The epidermal growth factor receptor (EGFR) is a key member in a group of receptors responsible for growth, carrying a built-in tyrosine kinase function. In brain tumors, EGFR is often abundant with major internal changes, while lung cancer commonly shows specific mutations and small additions in the kinase section. Due to this, EGFR and its preferred partner HER2/ERBB2 have become prime targets in cancer treatment. When activated by a signal, EGFR triggers a series of timed molecular changes. These include reducing many microRNAs, increasing newly created mRNA, and modifying proteins, collectively controlling genes that determine traits. Besides microRNAs, other types of RNA (long non-coding RNAs and circular RNAs) also play crucial roles in EGFR signaling. EGFR, along with its driving mutations, contributes to metastasis in various ways. By creating communication loops between tumor and supportive cells, EGFR helps in breaking tissue barriers, aiding the survival of groups of circulating cancer cells, and establishing in far-off organs. The different stages of our study is described below.
Here we are starting by generating a dataset of small molecules that could be a possible drug in the future.
Phase 1: The research begins by pinpointing the protein of focus. In this instance, we've selected EGFR (Uniprot ID: P00533) as our target. We then conducted a search within the ChEMBL Database for synthetic compounds associated with this protein.
Phase 2: The second step involves conducting a review of existing literature to identify control molecules related to our target. Through this process, we've identified three specific molecules: Afatinib (CHEMBL1173655), Dacomitinib (CHEMBL2110732), and Osimertinib (CHEMBL3353410) which has been previously studied and FDA Approved for their activity against our target of interest.
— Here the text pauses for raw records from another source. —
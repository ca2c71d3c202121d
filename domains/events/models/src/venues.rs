use serde::{Deserialize, Serialize};
use typed_builder::TypedBuilder;
use utoipa::ToSchema;

#[derive(
    Clone,
    Debug,
    PartialEq,
    Eq,
    Serialize,
    Deserialize,
    TypedBuilder,
    ToSchema,
)]
pub struct Venue {
    pub id: i64,
    #[builder(setter(into))]
    pub name: String,
    pub capacity: i64,
    #[builder(setter(into))]
    pub location: String,
}
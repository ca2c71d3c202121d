use tracing::info;
use tracing_subscriber::{layer::SubscriberExt, util::SubscriberInitExt};
use venue_events::{AppConfig, build_app, build_provider};

#[tokio::main]
async fn main() -> anyhow::Result<()> {
    dotenvy::dotenv().ok();

    tracing_subscriber::registry()
        .with(tracing_subscriber::EnvFilter::new(
            std::env::var("RUST_LOG").unwrap_or_else(|_| "info".into()),
        ))
        .with(tracing_subscriber::fmt::layer())
        .init();

    let config = AppConfig::from_env()?;
    info!(
        data_url = %config.source.data_url,
        schema_url = %config.source.schema_url,
        retries = config.retry.retries,
        cache_tti_secs = config.cache.tti().as_secs(),
        "Configured event source"
    );

    let provider = build_provider(&config)?;
    let app = build_app(events_http::EventServices::new(provider));

    info!("🚀 Venue events server starting on {}", config.bind_addr);

    let listener = tokio::net::TcpListener::bind(config.bind_addr).await?;
    axum::serve(listener, app).await?;

    Ok(())
}
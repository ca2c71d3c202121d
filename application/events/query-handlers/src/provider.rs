use std::sync::Arc;

use events_errors::{Document, SourceError};
use events_models::Snapshot;
use events_source::{DocumentFetcher, parse_snapshot, validate};
use memory_cache::CacheStore;
use tracing::{info, instrument, warn};

use crate::retry::RetryPolicy;

pub const EVENT_DATA_CACHE_KEY: &str = "EventData";

pub type SnapshotStore = Arc<dyn CacheStore<Value = Arc<Snapshot>>>;

/// How a `get_data` call was satisfied.
#[derive(Debug, Clone, Copy, PartialEq, Eq)]
pub enum DataOutcome {
    Fresh,
    Cached,
    Empty,
}

#[derive(Debug, Clone)]
pub struct Resolved {
    pub snapshot: Arc<Snapshot>,
    pub outcome: DataOutcome,
}

/// Produces the current events and venues.
///
/// Every call runs its own fetch, validate, parse cycle under the retry
/// policy. A successful cycle replaces the cached snapshot; when the budget
/// is spent the last cached snapshot is served, or an empty one if nothing
/// has been cached yet. Concurrent calls are not coalesced and the last
/// successful writer wins the cache.
#[derive(Clone)]
pub struct DataProvider {
    fetcher: Arc<dyn DocumentFetcher>,
    cache: SnapshotStore,
    policy: RetryPolicy,
}

impl DataProvider {
    pub fn new(
        fetcher: Arc<dyn DocumentFetcher>, cache: SnapshotStore,
        policy: RetryPolicy,
    ) -> Self {
        Self {
            fetcher,
            cache,
            policy,
        }
    }

    /// Never fails; see [`DataProvider::resolve`] for the outcome.
    pub async fn get_data(&self) -> Arc<Snapshot> {
        self.resolve().await.snapshot
    }

    #[instrument(skip(self))]
    pub async fn resolve(&self) -> Resolved {
        match self.policy.execute(|| self.fetch_cycle()).await {
            Ok(snapshot) => {
                let snapshot = Arc::new(snapshot);
                self.cache
                    .set(EVENT_DATA_CACHE_KEY, snapshot.clone())
                    .await;
                info!(
                    events = snapshot.events.len(),
                    venues = snapshot.venues.len(),
                    "Fetched fresh event data"
                );
                Resolved {
                    snapshot,
                    outcome: DataOutcome::Fresh,
                }
            }
            Err(err) => self.fallback(&err).await,
        }
    }

    async fn fallback(&self, err: &SourceError) -> Resolved {
        if let Some(snapshot) = self.cache.get(EVENT_DATA_CACHE_KEY).await {
            warn!(
                error = %err,
                attempts = self.policy.max_attempts(),
                "Serving cached event data"
            );
            return Resolved {
                snapshot,
                outcome: DataOutcome::Cached,
            };
        }

        warn!(
            error = %err,
            attempts = self.policy.max_attempts(),
            "No cached event data, serving empty collections"
        );
        Resolved {
            snapshot: Arc::new(Snapshot::empty()),
            outcome: DataOutcome::Empty,
        }
    }

    async fn fetch_cycle(&self) -> Result<Snapshot, SourceError> {
        let data = self.fetcher.fetch(Document::Data).await?;
        let schema = self.fetcher.fetch(Document::Schema).await?;

        let data = data.ok_or(SourceError::Unavailable {
            document: Document::Data,
        })?;
        let schema = schema.ok_or(SourceError::Unavailable {
            document: Document::Schema,
        })?;

        validate(&data, &schema)?;
        parse_snapshot(&data)
    }
}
Phase 3: Using the ChemIn application within the PRinS3 software suite, we conducted a search for compounds related to our target molecule. This search yielded a collection of 10,000 molecules associated with the target.
Phase 4: We double-checked the output data to ensure accuracy and selected our control molecules based on their ChEMBL ID from the generated results. These chosen controls were then used to search additional structurally similar synthetic molecules, expanding the dataset further.This process aims to find approved or investigational drugs that could potentially work on new targets or diseases. This approach, called drug repurposing or repositioning, speeds up the process by repurposing existing drugs for new therapeutic uses.
Phase 5: Using the SyMoG/AI application's kinase model in the PRinS3 software suite, we created synthetic molecules linked to the target. Inputting data from ChemIn, we analyzed the resulting molecules for synthesizability, Tanimoto score, and counts of hydrogen bond donors, acceptors, and heavy atoms. This process generated a list of 235 synthetic molecules based on the given input.
As the project draws to a close, we've gathered a substantial pool of 1,016 molecules (235 + 781) ready for target screening. Our goal is to predict how these molecules might interact with the target, potentially prompting specific biological alterations. This potential stems from their structural similarities to established control drugs and their anticipated characteristics assessed through AI analysis. The integration of ChemIn and SyMoG/AI within the PRinS3 software has facilitated a smooth flow of data between applications. This seamless integration has significantly expanded our dataset for target screening, instilling confidence in our findings.